I was expelled from Sunday school, I asked too many questions (faith is not about critical thinking).
Now it seems to me like faith/religion serves only one purpose - controling people. It doesn't matter on which historic period you look at it is always about politics and control.
Hmm. On the one hand very much no, in the sense that I am a scientist, and I believe in the scientific method, and I think society should deal with facts and evidence when agreeing how to manage itself.
But on the other hand, individually, I am a creature of emotion and I feel connected to the universe, and I believe everything ebbs and flows in connection with everything else.
I don't feel the need for my scientist brain to hold that emotional part of myself to account or ransom, though. I don't need to know how it works or why it might be because it just is what it is.
But don’t you think that not everything can be proven and tested? And that science most likely doesn’t have it all figured out?
Yes Karl Popper says that science must limit itself to working on ideas that are falsifiable.

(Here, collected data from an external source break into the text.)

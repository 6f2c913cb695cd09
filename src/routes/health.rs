// src/routes/health.rs
//! API health check endpoint for the telemetry backend.
//!
//! This module defines the `/health` route used by container orchestrators
//! and the dashboard's status indicator to verify that the service is running
//! and able to respond to HTTP requests. It follows the Explicit Module
//! Boundary Pattern (EMBP):
//! - Internal to this file: endpoint handler(s) and related types
//! - Exports to the gateway (`mod.rs`): a subrouter containing the `/health` route

use axum::{routing::get, Json, Router};
use chrono::{DateTime, Utc};
use serde::Serialize;

/// JSON response body for the `/health` endpoint.
#[derive(Serialize)]
struct HealthResponse {
    status: &'static str,
    timestamp: DateTime<Utc>,
    service: &'static str,
}

/// Handle `GET /health`.
///
/// Does not touch the store, so it stays green while the database is down.
async fn health() -> Json<HealthResponse> {
    Json(HealthResponse {
        status: "healthy",
        timestamp: Utc::now(),
        service: "Agricultural Sensor Dashboard API",
    })
}

/// Create a subrouter containing the `/health` route.
///
/// Generic over the application state so it can merge cleanly with the
/// gateway router.
pub fn router<S>() -> Router<S>
where
    S: Clone + Send + Sync + 'static,
{
    Router::new().route("/health", get(health))
}
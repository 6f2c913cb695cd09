//! Append-only reading store.
//!
//! The store is an explicit capability: handlers receive a [`SharedStore`]
//! through router state rather than reaching for a process-wide handle.
//! Two backends implement [`ReadingStore`]:
//! - [`PgReadingStore`] – PostgreSQL via `sqlx`
//! - [`MemoryReadingStore`] – in-process, used for tests and local runs

use std::sync::Arc;

use async_trait::async_trait;
use chrono::{DateTime, Duration, Utc};

use crate::error::StoreError;
use crate::models::{Reading, StoredReading};

mod memory;
mod postgres;

pub use memory::MemoryReadingStore;
pub use postgres::PgReadingStore;

/// Store handle shared across request handlers.
pub type SharedStore = Arc<dyn ReadingStore>;

// ---

#[async_trait]
pub trait ReadingStore: Send + Sync {
    // ---
    /// Append a validated reading, assigning its surrogate id and insertion
    /// time. Ids are strictly increasing and never reused.
    async fn append(&self, reading: Reading) -> Result<StoredReading, StoreError>;

    /// Readings with `since <= timestamp <= until`, newest first. Readings
    /// sharing a timestamp are ordered by id, highest first.
    async fn query_range(
        &self,
        since: DateTime<Utc>,
        until: DateTime<Utc>,
    ) -> Result<Vec<StoredReading>, StoreError>;

    /// Every stored reading, in the same order as [`query_range`](Self::query_range).
    async fn query_all(&self) -> Result<Vec<StoredReading>, StoreError>;

    /// Readings from the trailing `hours` ending at `now`.
    async fn query_window(
        &self,
        now: DateTime<Utc>,
        hours: u32,
    ) -> Result<Vec<StoredReading>, StoreError> {
        // ---
        let since = now - Duration::hours(i64::from(hours));
        self.query_range(since, now).await
    }
}

/// Newest-first ordering shared by every backend.
pub(crate) fn sort_newest_first(rows: &mut [StoredReading]) {
    rows.sort_by(|a, b| b.recency_key().cmp(&a.recency_key()));
}

/// Drop rows that no longer satisfy the insert-time invariants.
pub(crate) fn retain_well_formed(rows: &mut Vec<StoredReading>) {
    // ---
    rows.retain(|row| {
        let ok = row.is_well_formed();
        if !ok {
            tracing::warn!(
                id = row.id,
                device_id = %row.device_id,
                "Dropping malformed stored reading"
            );
        }
        ok
    });
}
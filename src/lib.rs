//! Nutrient/pH sensor telemetry: ingestion, latest-per-device projection,
//! threshold alerting and trend-chart windowing.
//!
//! Module layout (EMBP): each module owns one concern and exposes a narrow
//! surface that is re-exported here, so sibling modules and the binary only
//! ever import from the crate root.
//! - `validator` – candidate → [`Reading`] or every violated rule
//! - `store` – append-only [`ReadingStore`] (PostgreSQL or in-memory)
//! - `projector` – newest reading per device
//! - `alerts` – static threshold rules
//! - `windower` – sparse multi-device time-series frames
//! - `summary` – fleet averages over the latest set
//! - `routes` – axum gateway over all of the above

mod alerts;
mod config;
mod error;
mod models;
mod projector;
mod routes;
mod schema;
mod store;
mod summary;
mod validator;
mod windower;

pub use alerts::{evaluate, AlertEvent, AlertKind, Severity, NITROGEN_ALERT_PPM, PH_BAND};
pub use config::{load_from_env, Config, StoreBackend};
pub use error::{StoreError, ValidationError, Violation};
pub use models::{LatestReading, Reading, ReadingCandidate, StoredReading};
pub use projector::project;
pub use routes::{router, AppState};
pub use schema::create_schema;
pub use store::{MemoryReadingStore, PgReadingStore, ReadingStore, SharedStore};
pub use summary::{summarize, FleetSummary, MetricStatus};
pub use validator::validate;
pub use windower::{build_frame, DeviceFilter, FrameRow, TimeSeriesFrame, DEFAULT_MAX_POINTS};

But that doesn't mean that we can just go about making life-changing decisions for ourselves or for others based on any beliefs we want and claim science has no say because those beliefs are unfalsifiable. Its the other way around: public policy must be constrained by fact and evidence even if our individual beliefs are influenced by more than that.
When Hugo Grotius was working on the law of the sea, which became one of the bases of modern international law, he imagined laws that would hold fast even in the absence of God. If we cannot do the same then we are doing no better than throwing rocks at each other for our individual betterment.
I was not raised religious and never went to Church. I had a period of time where I was interested in paganism and witchcraft, and I have sort of dabbled in getting back to that, but I think it is just not clicking for me right now.
I don't know if there is a divine being that exists and if it does, is it something humans can even comprehend? I do believe in luck and karma (or at least some basic form of 'you will harvest from the seeds you plant'). I don't seriously believe in a heaven and hell, but I do like to imagine my loved ones in a sort of heaven, just hanging out together happily.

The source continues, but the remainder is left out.